Fourty patients were included in this prospective, comparative clinical trial and were randomized equally to one of the two groups. Visual acuity (VA) was measured using ETDRS charts at 2 meters. Central retinal thickness (CRT) was assessed using Stratus OCT (Zeiss), leakage activity of the CNV was evaluated using fluorescein angiography (FA). Macular sensitivity (MS) was measured using the MP-1 microperimeter (Nidek). Examinations were done at baseline, 3, 6, 9 and 12 months after initial treatment.
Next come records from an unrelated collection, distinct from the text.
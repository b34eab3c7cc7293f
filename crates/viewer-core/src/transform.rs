//! Screen ⇄ page-native coordinate conversion
//!
//! The page is laid out fitted and centered in the viewport at zoom 1.
//! The zoom transform scales around that visual center and then
//! translates by the pan offset:
//!
//! ```text
//! screen = viewport_center + offset + scale * local
//! native = page_center + (local.x, -local.y) * (native_width / rendered_width)
//! ```
//!
//! `local` is measured in rendered-page units from the page center.
//! Page-native space has its origin at the bottom-left corner with Y
//! increasing upward, so the vertical axis flips in the second step.

use doc_model::{PageSize, Point, Rect, Size, ZoomState};

/// Geometry needed to project between screen and page space for a
/// single page.
#[derive(Debug, Clone, Copy, PartialEq)]
pub struct PageFrame {
    pub viewport: Size,
    pub page: PageSize,
    /// Width of the page on screen at zoom 1.
    pub rendered_width: f32,
}

impl PageFrame {
    /// Frame for a page fitted into the viewport.
    pub fn fitted(viewport: Size, page: PageSize) -> Self {
        Self { viewport, page, rendered_width: page.width_pt * fit_scale(viewport, page) }
    }

    pub fn with_rendered_width(viewport: Size, page: PageSize, rendered_width: f32) -> Self {
        Self { viewport, page, rendered_width }
    }

    /// Native page units per rendered unit.
    pub fn native_per_rendered(&self) -> f32 {
        if self.rendered_width <= 0.0 {
            return 1.0;
        }

        self.page.width_pt / self.rendered_width
    }

    /// The page's on-screen rectangle under `zoom`.
    pub fn page_rect(&self, zoom: &ZoomState) -> Rect {
        let top_left = document_to_screen(Point::new(0.0, self.page.height_pt), zoom, self);
        let bottom_right = document_to_screen(Point::new(self.page.width_pt, 0.0), zoom, self);

        Rect::from_corners(top_left, bottom_right)
    }
}

/// Scale that fits the whole page inside the viewport.
pub fn fit_scale(viewport: Size, page: PageSize) -> f32 {
    if viewport.is_empty() || page.width_pt <= 0.0 || page.height_pt <= 0.0 {
        return 1.0;
    }

    let width = viewport.width / page.width_pt;
    let height = viewport.height / page.height_pt;

    width.min(height)
}

pub fn screen_to_document(point: Point, zoom: &ZoomState, frame: &PageFrame) -> Point {
    let center = frame.viewport.center();
    let local_x = (point.x - center.x - zoom.offset_x) / zoom.scale;
    let local_y = (point.y - center.y - zoom.offset_y) / zoom.scale;

    let ratio = frame.native_per_rendered();

    Point::new(
        frame.page.width_pt / 2.0 + local_x * ratio,
        frame.page.height_pt / 2.0 - local_y * ratio,
    )
}

pub fn document_to_screen(point: Point, zoom: &ZoomState, frame: &PageFrame) -> Point {
    let ratio = frame.native_per_rendered();
    let local_x = (point.x - frame.page.width_pt / 2.0) / ratio;
    let local_y = (frame.page.height_pt / 2.0 - point.y) / ratio;

    let center = frame.viewport.center();

    Point::new(
        center.x + zoom.offset_x + local_x * zoom.scale,
        center.y + zoom.offset_y + local_y * zoom.scale,
    )
}

/// Converts a screen rectangle into a native rectangle whose origin is
/// its bottom-left corner.
pub fn screen_rect_to_document(rect: Rect, zoom: &ZoomState, frame: &PageFrame) -> Rect {
    let a = screen_to_document(rect.origin(), zoom, frame);
    let b = screen_to_document(rect.far_corner(), zoom, frame);

    Rect::from_corners(a, b)
}

pub fn document_rect_to_screen(rect: Rect, zoom: &ZoomState, frame: &PageFrame) -> Rect {
    let a = document_to_screen(rect.origin(), zoom, frame);
    let b = document_to_screen(rect.far_corner(), zoom, frame);

    Rect::from_corners(a, b)
}

#[cfg(test)]
mod tests {
    use super::*;
    use proptest::prelude::*;

    const EPSILON: f32 = 1e-3;

    fn letter_frame() -> PageFrame {
        PageFrame::fitted(Size::new(800.0, 600.0), PageSize::US_LETTER)
    }

    fn assert_close(a: Point, b: Point, tolerance: f32) {
        assert!(
            (a.x - b.x).abs() <= tolerance && (a.y - b.y).abs() <= tolerance,
            "{a:?} != {b:?}"
        );
    }

    #[test]
    fn fit_uses_smaller_axis_ratio() {
        let scale = fit_scale(Size::new(800.0, 600.0), PageSize::US_LETTER);
        assert!((scale - 600.0 / 792.0).abs() < 1e-6);
    }

    #[test]
    fn viewport_center_maps_to_page_center_at_reset() {
        let frame = letter_frame();
        let doc = screen_to_document(Point::new(400.0, 300.0), &ZoomState::RESET, &frame);

        assert_close(doc, Point::new(306.0, 396.0), EPSILON);
    }

    #[test]
    fn vertical_axis_is_flipped() {
        let frame = letter_frame();
        let zoom = ZoomState::RESET;

        let upper = screen_to_document(Point::new(400.0, 10.0), &zoom, &frame);
        let lower = screen_to_document(Point::new(400.0, 590.0), &zoom, &frame);

        assert!(upper.y > lower.y);
    }

    #[test]
    fn fitted_page_touches_viewport_edges_vertically() {
        let frame = letter_frame();
        let rect = frame.page_rect(&ZoomState::RESET);

        assert!(rect.y.abs() < EPSILON);
        assert!((rect.height - 600.0).abs() < EPSILON);
        assert!((rect.center().x - 400.0).abs() < EPSILON);
    }

    #[test]
    fn rect_conversion_keeps_bottom_left_origin() {
        let frame = letter_frame();
        let zoom = ZoomState::new(2.0, 30.0, -12.0);
        let screen = Rect::new(100.0, 100.0, 200.0, 150.0);

        let native = screen_rect_to_document(screen, &zoom, &frame);
        let bottom_left = screen_to_document(Point::new(100.0, 250.0), &zoom, &frame);
        assert_close(native.origin(), bottom_left, EPSILON);

        let back = document_rect_to_screen(native, &zoom, &frame);
        assert_close(back.origin(), screen.origin(), EPSILON);
        assert!((back.width - screen.width).abs() < EPSILON);
        assert!((back.height - screen.height).abs() < EPSILON);
    }

    proptest! {
        #[test]
        fn screen_document_round_trip(
            x in 0.0f32..800.0,
            y in 0.0f32..600.0,
            scale in 0.25f32..12.0,
            offset_x in -2000.0f32..2000.0,
            offset_y in -2000.0f32..2000.0,
        ) {
            let frame = letter_frame();
            let zoom = ZoomState::new(scale, offset_x, offset_y);
            let point = Point::new(x, y);

            let back = document_to_screen(screen_to_document(point, &zoom, &frame), &zoom, &frame);

            prop_assert!((back.x - point.x).abs() < 1e-2);
            prop_assert!((back.y - point.y).abs() < 1e-2);
        }
    }
}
VA improved from 37.5±2.3 to 38.6±4.2 letters in the rPDT group (p=0.8), and decreased from 38.1±4.3 to 31.6±4.5 letters (p=0.21) in the sPDT group. The difference in visual acuity was not statistically significant. CRT decreased from 319.6±31.6 to 210.3±17.1µm (p=0.01) in the rPDT and from 315.4±23.1 to 267.6±25.2µm (p=0.20) in the sPDT group. The difference was not statistically significant. In FA, early phase leakage area increased from 3.7±0.3 to 4.0±0.3mm2 and from 2.8±0.3 to 3.7±0.3mm2, late phase leakage area increased from 4.1±0.3 to 4.3±0.2mm2 and from 3.5±0.3 to 4.1±0.3mm2 in the rPDT and sPDT group, respectively, without statistical significance between the two groups (p>0.05). Macular sensitivity decreased from 5.4±0.8 to 4.9±0.8dB (p=0.49) in the rPDT group and from 4.71±0.7 to 3.5±0.9dB (p=0.16) in the sPDT group, again without statistically significant differences between both groups (p>0.05). On average, patients in the rPDT received 1.68, patients in the sPDT group 1.71 treatments (p=0.94).
Although there were no significant differences between the two groups, overall results showed a trend that PDT with reduced fluence is superior to PDT with standard fluence when combined with IVTA.